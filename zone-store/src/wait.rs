//! Deadline-bounded predicate waits
//!
//! The wait primitive suspends on the store's revision channel and
//! re-evaluates its predicate on every mutation, instead of polling on a
//! fixed interval. Resolution semantics are the same as a poll loop -
//! resolve when the predicate holds, fail when the deadline passes - with
//! none of the added latency or idle churn.

use std::hash::Hash;
use std::time::Duration;

use thiserror::Error;
use tokio::time::{timeout_at, Instant};
use tracing::trace;

use crate::store::SnapshotStore;

/// A wait predicate did not resolve before its deadline
#[derive(Debug, Clone, PartialEq, Eq, Error)]
#[error("condition not met within {0:?}")]
pub struct WaitTimeout(pub Duration);

impl<K, V> SnapshotStore<K, V>
where
    K: Clone + Eq + Hash + Send + Sync + 'static,
    V: Clone + Send + Sync + 'static,
{
    /// Waits until the predicate holds over the store, or the deadline
    /// passes
    ///
    /// The predicate is evaluated immediately, then again after every
    /// store mutation. All waits are bounded; an unresponsive device
    /// surfaces as `WaitTimeout` rather than a hang.
    ///
    /// Dropping the returned future cancels the wait: the subscription is
    /// released and no state is retained.
    ///
    /// # Example
    ///
    /// ```rust
    /// # use std::time::Duration;
    /// # use zone_store::SnapshotStore;
    /// # #[tokio::main(flavor = "current_thread")]
    /// # async fn main() {
    /// let store: SnapshotStore<&str, u32> = SnapshotStore::new();
    /// let waiter = store.clone();
    ///
    /// let wait = tokio::spawn(async move {
    ///     waiter
    ///         .wait_until(Duration::from_secs(1), |s| s.contains(&"a"))
    ///         .await
    /// });
    ///
    /// store.put("a", 1);
    /// assert!(wait.await.unwrap().is_ok());
    /// # }
    /// ```
    pub async fn wait_until<F>(&self, timeout: Duration, mut predicate: F) -> Result<(), WaitTimeout>
    where
        F: FnMut(&Self) -> bool,
    {
        // Subscribe before the first evaluation so a mutation landing
        // between the check and the suspension is not lost.
        let mut rx = self.subscribe();
        let deadline = Instant::now() + timeout;

        loop {
            if predicate(self) {
                return Ok(());
            }

            match timeout_at(deadline, rx.changed()).await {
                Ok(Ok(())) => continue,
                // Sender gone: no further mutations can ever occur
                Ok(Err(_)) => {
                    trace!("store revision channel closed during wait");
                    return Err(WaitTimeout(timeout));
                }
                Err(_) => return Err(WaitTimeout(timeout)),
            }
        }
    }
}

#[cfg(test)]
mod tests {
    use super::*;

    #[tokio::test]
    async fn test_wait_resolves_immediately_when_predicate_holds() {
        let store: SnapshotStore<&str, i32> = SnapshotStore::new();
        store.put("a", 1);

        let result = store
            .wait_until(Duration::from_millis(10), |s| s.contains(&"a"))
            .await;
        assert!(result.is_ok());
    }

    #[tokio::test]
    async fn test_wait_wakes_on_mutation() {
        let store: SnapshotStore<&str, i32> = SnapshotStore::new();
        let writer = store.clone();

        let wait = tokio::spawn(async move {
            store
                .wait_until(Duration::from_secs(2), |s| s.len() == 2)
                .await
        });

        tokio::time::sleep(Duration::from_millis(10)).await;
        writer.put("a", 1);
        writer.put("b", 2);

        assert!(wait.await.unwrap().is_ok());
    }

    #[tokio::test]
    async fn test_wait_times_out() {
        let store: SnapshotStore<&str, i32> = SnapshotStore::new();

        let result = store
            .wait_until(Duration::from_millis(20), |s| !s.is_empty())
            .await;
        assert_eq!(result, Err(WaitTimeout(Duration::from_millis(20))));
    }

    #[tokio::test]
    async fn test_unrelated_mutation_does_not_resolve() {
        let store: SnapshotStore<&str, i32> = SnapshotStore::new();
        let writer = store.clone();

        let wait = tokio::spawn(async move {
            store
                .wait_until(Duration::from_millis(50), |s| s.contains(&"b"))
                .await
        });

        tokio::time::sleep(Duration::from_millis(10)).await;
        writer.put("a", 1);

        // Woken by the put, predicate still false, then deadline
        assert!(wait.await.unwrap().is_err());
    }

    #[tokio::test]
    async fn test_cancelled_wait_releases_cleanly() {
        let store: SnapshotStore<&str, i32> = SnapshotStore::new();

        {
            let waiter = store.clone();
            let wait = tokio::spawn(async move {
                waiter
                    .wait_until(Duration::from_secs(30), |s| !s.is_empty())
                    .await
            });
            tokio::time::sleep(Duration::from_millis(10)).await;
            wait.abort();
            let _ = wait.await;
        }

        // The store is still fully usable after an abandoned wait
        store.put("a", 1);
        assert_eq!(store.get(&"a"), Some(1));
    }
}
····················
**Assignment:** What is needed is a full, exact copy of the records.

**Response to the exercise:**
filename zone-store/src/wait.rs
//! Deadline-bounded predicate waits
//!
//! The wait primitive suspends on the store's revision channel and
//! re-evaluates its predicate on every mutation, instead of polling on a
//! fixed interval. Resolution semantics are the same as a poll loop -
//! resolve when the predicate holds, fail when the deadline passes - with
//! none of the added latency or idle churn.

use std::hash::Hash;
use std::time::Duration;

use thiserror::Error;
use tokio::time::{timeout_at, Instant};
use tracing::trace;

use crate::store::SnapshotStore;

/// A wait predicate did not resolve before its deadline
#[derive(Debug, Clone, PartialEq, Eq, Error)]
#[error("condition not met within {0:?}")]
pub struct WaitTimeout(pub Duration);

impl<K, V> SnapshotStore<K, V>
where
    K: Clone + Eq + Hash + Send + Sync + 'static,
    V: Clone + Send + Sync + 'static,
{
    /// Waits until the predicate holds over the store, or the deadline
    /// passes
    ///
    /// The predicate is evaluated immediately, then again after every
    /// store mutation. All waits are bounded; an unresponsive device
    /// surfaces as `WaitTimeout` rather than a hang.
    ///
    /// Dropping the returned future cancels the wait: the subscription is
    /// released and no state is retained.
    ///
    /// # Example
    ///
    /// ```rust
    /// # use std::time::Duration;
    /// # use zone_store::SnapshotStore;
    /// # #[tokio::main(flavor = "current_thread")]
    /// # async fn main() {
    /// let store: SnapshotStore<&str, u32> = SnapshotStore::new();
    /// let waiter = store.clone();
    ///
    /// let wait = tokio::spawn(async move {
    ///     waiter
    ///         .wait_until(Duration::from_secs(1), |s| s.contains(&"a"))
    ///         .await
    /// });
    ///
    /// store.put("a", 1);
    /// assert!(wait.await.unwrap().is_ok());
    /// # }
    /// ```
    pub async fn wait_until<F>(&self, timeout: Duration, mut predicate: F) -> Result<(), WaitTimeout>
    where
        F: FnMut(&Self) -> bool,
    {
        // Subscribe before the first evaluation so a mutation landing
        // between the check and the suspension is not lost.
        let mut rx = self.subscribe();
        let deadline = Instant::now() + timeout;

        loop {
            if predicate(self) {
                return Ok(());
            }

            match timeout_at(deadline, rx.changed()).await {
                Ok(Ok(())) => continue,
                // Sender gone: no further mutations can ever occur
                Ok(Err(_)) => {
                    trace!("store revision channel closed during wait");
                    return Err(WaitTimeout(timeout));
                }
                Err(_) => return Err(WaitTimeout(timeout)),
            }
        }
    }
}

#[cfg(test)]
mod tests {
    use super::*;

    #[tokio::test]
    async fn test_wait_resolves_immediately_when_predicate_holds() {
        let store: SnapshotStore<&str, i32> = SnapshotStore::new();
        store.put("a", 1);

        let result = store
            .wait_until(Duration::from_millis(10), |s| s.contains(&"a"))
            .await;
        assert!(result.is_ok());
    }

    #[tokio::test]
    async fn test_wait_wakes_on_mutation() {
        let store: SnapshotStore<&str, i32> = SnapshotStore::new();
        let writer = store.clone();

        let wait = tokio::spawn(async move {
            store
                .wait_until(Duration::from_secs(2), |s| s.len() == 2)
                .await
        });

        tokio::time::sleep(Duration::from_millis(10)).await;
        writer.put("a", 1);
        writer.put("b", 2);

        assert!(wait.await.unwrap().is_ok());
    }

    #[tokio::test]
    async fn test_wait_times_out() {
        let store: SnapshotStore<&str, i32> = SnapshotStore::new();

        let result = store
            .wait_until(Duration::from_millis(20), |s| !s.is_empty())
            .await;
        assert_eq!(result, Err(WaitTimeout(Duration::from_millis(20))));
    }

    #[tokio::test]
    async fn test_unrelated_mutation_does_not_resolve() {
        let store: SnapshotStore<&str, i32> = SnapshotStore::new();
        let writer = store.clone();

        let wait = tokio::spawn(async move {
            store
                .wait_until(Duration::from_millis(50), |s| s.contains(&"b"))
                .await
        });

        tokio::time::sleep(Duration::from_millis(10)).await;
        writer.put("a", 1);

        // Woken by the put, predicate still false, then deadline
        assert!(wait.await.unwrap().is_err());
    }

    #[tokio::test]
    async fn test_cancelled_wait_releases_cleanly() {
        let store: SnapshotStore<&str, i32> = SnapshotStore::new();

        {
            let waiter = store.clone();
            let wait = tokio::spawn(async move {
                waiter
                    .wait_until(Duration::from_secs(30), |s| !s.is_empty())
                    .await
            });
            tokio::time::sleep(Duration::from_millis(10)).await;
            wait.abort();
            let _ = wait.await;
        }

        // The store is still fully usable after an abandoned wait
        store.put("a", 1);
        assert_eq!(store.get(&"a"), Some(1));
    }
}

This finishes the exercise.